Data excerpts
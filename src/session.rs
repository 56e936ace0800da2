//! The motion session controller.

use log::{debug, warn};

use crate::filter::RollingAverage;
use crate::platform::{MotionPlatform, PermissionDecision, PlatformError};
use crate::sample::{AveragedReading, Sample};
use crate::state::{PermissionStatus, SessionError, SessionState};

/// Number of recent samples the session averages over.
pub const SAMPLE_WINDOW: usize = 10;

/// Drives the permission flow and the subscribe/unsubscribe lifecycle for
/// one motion sensor feed, smoothing every delivery through a rolling
/// average.
///
/// The session owns its platform collaborator and holds at most one live
/// subscription. `start` and `stop` are idempotent; delivery errors are
/// advisory and leave the subscription in place.
pub struct MotionSession<P: MotionPlatform> {
    platform: P,
    filter: RollingAverage<SAMPLE_WINDOW>,
    state: SessionState,
    permission: PermissionStatus,
    subscription: Option<P::Handle>,
}

impl<P: MotionPlatform> MotionSession<P> {
    /// Creates an idle session around the given platform.
    pub fn new(platform: P) -> Self {
        Self {
            platform,
            filter: RollingAverage::new(),
            state: SessionState::Idle,
            permission: PermissionStatus::NotDetermined,
            subscription: None,
        }
    }

    /// The injected platform collaborator.
    pub fn platform(&self) -> &P {
        &self.platform
    }

    /// Current lifecycle state.
    pub fn state(&self) -> &SessionState {
        &self.state
    }

    /// Remembered permission outcome, including implicit grants on
    /// platforms without a permission prompt.
    pub fn permission(&self) -> PermissionStatus {
        self.permission
    }

    /// Whether a subscription is live. Stays true through advisory
    /// delivery errors; only `stop` ends it.
    pub fn is_listening(&self) -> bool {
        self.subscription.is_some()
    }

    /// Mean over the most recent samples, or a zero reading before the
    /// first delivery. Keeps its last value after `stop`.
    pub fn current_reading(&self) -> AveragedReading {
        self.filter.current()
    }

    /// Asks the platform for motion access and records the outcome.
    ///
    /// Platforms without a permission API grant implicitly and resolve at
    /// once. While the platform's decision is pending the session reports
    /// `AwaitingPermission`. A request that fails outright counts as a
    /// denial. Requesting while already subscribed changes nothing.
    pub async fn request_permission(&mut self) -> PermissionStatus {
        if self.subscription.is_some() {
            return self.permission;
        }
        if !self.platform.permission_api_present() {
            debug!("no permission api present, treating motion access as granted");
            self.permission = PermissionStatus::Granted;
            return self.permission;
        }

        self.state = SessionState::AwaitingPermission;
        match self.platform.request_permission().await {
            Ok(PermissionDecision::Granted) => {
                debug!("motion permission granted");
                self.permission = PermissionStatus::Granted;
                self.state = SessionState::Idle;
            }
            Ok(PermissionDecision::Denied) => {
                warn!("motion permission denied by user");
                self.permission = PermissionStatus::Denied;
                self.state = SessionState::PermissionDenied;
            }
            Err(err) => {
                warn!("motion permission request failed: {err}");
                self.permission = PermissionStatus::Denied;
                self.state = SessionState::PermissionDenied;
            }
        }
        self.permission
    }

    /// Subscribes to the raw feed if capability and permission allow.
    ///
    /// Calling while already listening does nothing, so repeated starts
    /// never stack subscriptions. Rejections land in `SessionState::Error`
    /// without touching the platform.
    pub fn start(&mut self) {
        if self.subscription.is_some() {
            return;
        }
        if !self.platform.motion_supported() {
            warn!("motion events are not supported on this platform");
            self.state = SessionState::Error(SessionError::CapabilityUnsupported);
            return;
        }
        if !self.permission_granted() {
            warn!("start rejected, motion permission not granted");
            self.state = SessionState::Error(SessionError::PermissionDenied);
            return;
        }

        let handle = self.platform.subscribe();
        self.subscription = Some(handle);
        // covers platforms without a permission prompt, where the grant
        // is implicit in reaching this point
        self.permission = PermissionStatus::Granted;
        self.state = SessionState::Listening;
        debug!("motion session listening");
    }

    /// Withdraws the subscription and returns to `Idle`. Does nothing when
    /// no subscription is live, so stopping twice is safe.
    pub fn stop(&mut self) {
        let Some(handle) = self.subscription.take() else {
            return;
        };
        self.platform.unsubscribe(handle);
        self.state = SessionState::Idle;
        debug!("motion session stopped");
    }

    /// Feed entry point for one raw sample. Deliveries arriving after
    /// `stop` are dropped.
    pub fn on_sample(&mut self, sample: Sample) {
        if self.subscription.is_none() {
            return;
        }
        self.filter.push(sample);
    }

    /// Feed entry point for a delivery fault. The fault is surfaced
    /// through `SessionState::Error` but the subscription stays live and
    /// later samples keep updating the reading.
    pub fn on_sensor_error(&mut self, error: PlatformError) {
        if self.subscription.is_none() {
            return;
        }
        warn!("sensor delivery error: {error}");
        self.state = SessionState::Error(SessionError::Delivery(error));
    }

    fn permission_granted(&self) -> bool {
        !self.platform.permission_api_present()
            || matches!(self.permission, PermissionStatus::Granted)
    }
}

#### EXERCISE BRIEF
From the very first line of the data through the line with "delivery errors are" in it, please reproduce each line exactly and output nothing more.

#### OUTPUT
filename src/session.rs
repository 56e936ace0800da2
//! The motion session controller.

use log::{debug, warn};

use crate::filter::RollingAverage;
use crate::platform::{MotionPlatform, PermissionDecision, PlatformError};
use crate::sample::{AveragedReading, Sample};
use crate::state::{PermissionStatus, SessionError, SessionState};

/// Number of recent samples the session averages over.
pub const SAMPLE_WINDOW: usize = 10;

/// Drives the permission flow and the subscribe/unsubscribe lifecycle for
/// one motion sensor feed, smoothing every delivery through a rolling
/// average.
///
/// The session owns its platform collaborator and holds at most one live
/// subscription. `start` and `stop` are idempotent; delivery errors are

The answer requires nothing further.